- _Problem to work on_: Could you please retype all of the entries exactly as they appear?

Provided data below:

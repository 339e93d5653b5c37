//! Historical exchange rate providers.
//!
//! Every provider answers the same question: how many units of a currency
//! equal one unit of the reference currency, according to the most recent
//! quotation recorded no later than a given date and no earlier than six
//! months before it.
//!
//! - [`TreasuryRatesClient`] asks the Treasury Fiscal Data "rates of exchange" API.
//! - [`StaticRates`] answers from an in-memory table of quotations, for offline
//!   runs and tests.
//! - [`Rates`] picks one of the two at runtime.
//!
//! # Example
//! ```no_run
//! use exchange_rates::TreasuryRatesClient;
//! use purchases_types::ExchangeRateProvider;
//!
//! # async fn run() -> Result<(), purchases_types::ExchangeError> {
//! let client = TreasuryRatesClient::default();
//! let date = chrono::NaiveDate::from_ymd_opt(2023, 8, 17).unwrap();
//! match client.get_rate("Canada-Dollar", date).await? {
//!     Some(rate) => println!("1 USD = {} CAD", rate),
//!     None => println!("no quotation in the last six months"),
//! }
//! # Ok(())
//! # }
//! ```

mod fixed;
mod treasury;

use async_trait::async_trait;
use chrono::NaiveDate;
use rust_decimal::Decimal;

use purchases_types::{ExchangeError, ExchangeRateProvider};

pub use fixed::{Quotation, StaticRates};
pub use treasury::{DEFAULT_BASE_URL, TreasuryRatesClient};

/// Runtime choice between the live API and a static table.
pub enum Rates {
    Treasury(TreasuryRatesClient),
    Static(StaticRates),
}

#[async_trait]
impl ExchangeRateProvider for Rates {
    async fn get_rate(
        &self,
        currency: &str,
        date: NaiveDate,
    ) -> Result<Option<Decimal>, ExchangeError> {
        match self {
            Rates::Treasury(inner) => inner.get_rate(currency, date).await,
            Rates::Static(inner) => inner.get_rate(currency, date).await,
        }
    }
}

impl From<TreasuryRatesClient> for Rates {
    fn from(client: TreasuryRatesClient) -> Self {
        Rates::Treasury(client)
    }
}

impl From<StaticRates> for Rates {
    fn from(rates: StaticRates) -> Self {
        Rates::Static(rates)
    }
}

End of Provided data.

- _Exercise solution_:
repository 339e93d5653b5c37
//! Historical exchange rate providers.
//!
//! Every provider answers the same question: how many units of a currency
//! equal one unit of the reference currency, according to the most recent
//! quotation recorded no later than a given date and no earlier than six
//! months before it.
//!
//! - [`TreasuryRatesClient`] asks the Treasury Fiscal Data "rates of exchange" API.
//! - [`StaticRates`] answers from an in-memory table of quotations, for offline
//!   runs and tests.
//! - [`Rates`] picks one of the two at runtime.
//!
//! # Example
//! ```no_run
//! use exchange_rates::TreasuryRatesClient;
//! use purchases_types::ExchangeRateProvider;
//!
//! # async fn run() -> Result<(), purchases_types::ExchangeError> {
//! let client = TreasuryRatesClient::default();
//! let date = chrono::NaiveDate::from_ymd_opt(2023, 8, 17).unwrap();
//! match client.get_rate("Canada-Dollar", date).await? {
//!     Some(rate) => println!("1 USD = {} CAD", rate),
//!     None => println!("no quotation in the last six months"),
//! }
//! # Ok(())
//! # }
//! ```

mod fixed;
mod treasury;

use async_trait::async_trait;
use chrono::NaiveDate;
use rust_decimal::Decimal;

use purchases_types::{ExchangeError, ExchangeRateProvider};

pub use fixed::{Quotation, StaticRates};
pub use treasury::{DEFAULT_BASE_URL, TreasuryRatesClient};

/// Runtime choice between the live API and a static table.
pub enum Rates {
    Treasury(TreasuryRatesClient),
    Static(StaticRates),
}

#[async_trait]
impl ExchangeRateProvider for Rates {
    async fn get_rate(
        &self,
        currency: &str,
        date: NaiveDate,
    ) -> Result<Option<Decimal>, ExchangeError> {
        match self {
            Rates::Treasury(inner) => inner.get_rate(currency, date).await,
            Rates::Static(inner) => inner.get_rate(currency, date).await,
        }
    }
}

impl From<TreasuryRatesClient> for Rates {
    fn from(client: TreasuryRatesClient) -> Self {
        Rates::Treasury(client)
    }
}

impl From<StaticRates> for Rates {
    fn from(rates: StaticRates) -> Self {
        Rates::Static(rates)
    }
}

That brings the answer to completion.